PROBLEM DESCRIPTION: Show every line of the data below that includes the word "this".

Source records
_ _ _
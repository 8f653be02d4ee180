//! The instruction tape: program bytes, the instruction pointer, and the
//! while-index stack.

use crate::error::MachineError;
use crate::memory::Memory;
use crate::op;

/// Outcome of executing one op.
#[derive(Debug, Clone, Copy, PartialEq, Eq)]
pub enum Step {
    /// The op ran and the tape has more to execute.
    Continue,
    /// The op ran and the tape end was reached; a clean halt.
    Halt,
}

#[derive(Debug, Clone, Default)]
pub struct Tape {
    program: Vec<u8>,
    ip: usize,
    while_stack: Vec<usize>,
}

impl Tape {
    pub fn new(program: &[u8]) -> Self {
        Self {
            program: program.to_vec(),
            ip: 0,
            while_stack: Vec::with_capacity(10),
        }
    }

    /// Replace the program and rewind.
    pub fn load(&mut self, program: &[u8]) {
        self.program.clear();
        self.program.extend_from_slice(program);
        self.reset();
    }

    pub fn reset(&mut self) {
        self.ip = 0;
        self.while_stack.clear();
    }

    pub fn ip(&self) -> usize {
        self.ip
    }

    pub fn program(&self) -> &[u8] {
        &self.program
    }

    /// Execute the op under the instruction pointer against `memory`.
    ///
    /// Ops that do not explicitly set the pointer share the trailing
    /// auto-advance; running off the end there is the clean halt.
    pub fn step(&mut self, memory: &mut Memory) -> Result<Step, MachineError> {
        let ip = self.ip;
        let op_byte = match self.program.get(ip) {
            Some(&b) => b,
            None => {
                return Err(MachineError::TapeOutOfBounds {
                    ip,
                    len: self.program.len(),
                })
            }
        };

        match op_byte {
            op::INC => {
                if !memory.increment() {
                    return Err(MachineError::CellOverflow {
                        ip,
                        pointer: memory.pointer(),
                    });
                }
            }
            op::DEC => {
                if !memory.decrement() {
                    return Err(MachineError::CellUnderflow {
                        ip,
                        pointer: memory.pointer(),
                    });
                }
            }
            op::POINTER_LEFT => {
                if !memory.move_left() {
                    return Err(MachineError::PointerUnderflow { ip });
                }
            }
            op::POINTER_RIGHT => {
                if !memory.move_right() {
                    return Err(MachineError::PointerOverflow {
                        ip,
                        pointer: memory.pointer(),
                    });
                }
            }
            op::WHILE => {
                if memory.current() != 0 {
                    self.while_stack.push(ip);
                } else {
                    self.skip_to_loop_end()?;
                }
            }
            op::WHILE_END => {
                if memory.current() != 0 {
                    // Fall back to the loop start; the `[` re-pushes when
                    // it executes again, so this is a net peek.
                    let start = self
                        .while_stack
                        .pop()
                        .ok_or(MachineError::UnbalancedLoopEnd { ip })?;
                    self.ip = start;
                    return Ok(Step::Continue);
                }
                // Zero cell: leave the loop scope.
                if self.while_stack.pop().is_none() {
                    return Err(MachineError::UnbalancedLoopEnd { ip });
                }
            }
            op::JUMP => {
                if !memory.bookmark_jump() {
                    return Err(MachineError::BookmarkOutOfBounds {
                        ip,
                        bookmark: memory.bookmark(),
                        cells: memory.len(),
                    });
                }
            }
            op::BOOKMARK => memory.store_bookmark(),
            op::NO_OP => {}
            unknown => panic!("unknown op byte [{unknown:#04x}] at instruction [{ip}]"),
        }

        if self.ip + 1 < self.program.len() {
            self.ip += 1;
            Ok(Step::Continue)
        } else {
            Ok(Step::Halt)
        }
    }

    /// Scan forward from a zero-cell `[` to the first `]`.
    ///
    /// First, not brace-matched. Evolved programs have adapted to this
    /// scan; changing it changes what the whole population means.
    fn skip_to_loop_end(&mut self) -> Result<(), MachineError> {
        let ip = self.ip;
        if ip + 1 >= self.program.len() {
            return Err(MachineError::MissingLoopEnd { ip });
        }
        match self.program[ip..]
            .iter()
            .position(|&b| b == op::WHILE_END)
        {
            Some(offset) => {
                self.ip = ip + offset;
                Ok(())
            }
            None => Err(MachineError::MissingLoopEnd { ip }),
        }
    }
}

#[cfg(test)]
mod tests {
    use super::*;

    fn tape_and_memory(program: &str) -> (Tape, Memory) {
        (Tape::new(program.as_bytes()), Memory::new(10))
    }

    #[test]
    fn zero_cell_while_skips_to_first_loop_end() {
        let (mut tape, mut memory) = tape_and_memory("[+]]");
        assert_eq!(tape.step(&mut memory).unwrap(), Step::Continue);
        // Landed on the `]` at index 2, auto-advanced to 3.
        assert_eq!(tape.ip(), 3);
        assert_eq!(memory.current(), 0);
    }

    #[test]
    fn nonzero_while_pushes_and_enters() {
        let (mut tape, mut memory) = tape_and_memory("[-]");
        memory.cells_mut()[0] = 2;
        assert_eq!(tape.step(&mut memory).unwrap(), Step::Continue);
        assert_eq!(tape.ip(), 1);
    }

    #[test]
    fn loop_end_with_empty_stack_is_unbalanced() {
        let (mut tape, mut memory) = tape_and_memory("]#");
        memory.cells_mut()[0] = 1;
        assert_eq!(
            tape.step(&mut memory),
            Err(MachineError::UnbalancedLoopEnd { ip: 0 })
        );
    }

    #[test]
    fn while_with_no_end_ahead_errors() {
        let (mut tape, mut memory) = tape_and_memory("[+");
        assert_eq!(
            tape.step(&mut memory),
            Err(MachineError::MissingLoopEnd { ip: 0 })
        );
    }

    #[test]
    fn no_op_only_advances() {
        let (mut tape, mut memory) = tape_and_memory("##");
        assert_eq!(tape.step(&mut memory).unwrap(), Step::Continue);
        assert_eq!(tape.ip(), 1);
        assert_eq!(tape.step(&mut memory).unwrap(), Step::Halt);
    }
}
_ _ _
YOUR RESPONSE:
                    // it executes again, so this is a net peek.
    /// First, not brace-matched. Evolved programs have adapted to this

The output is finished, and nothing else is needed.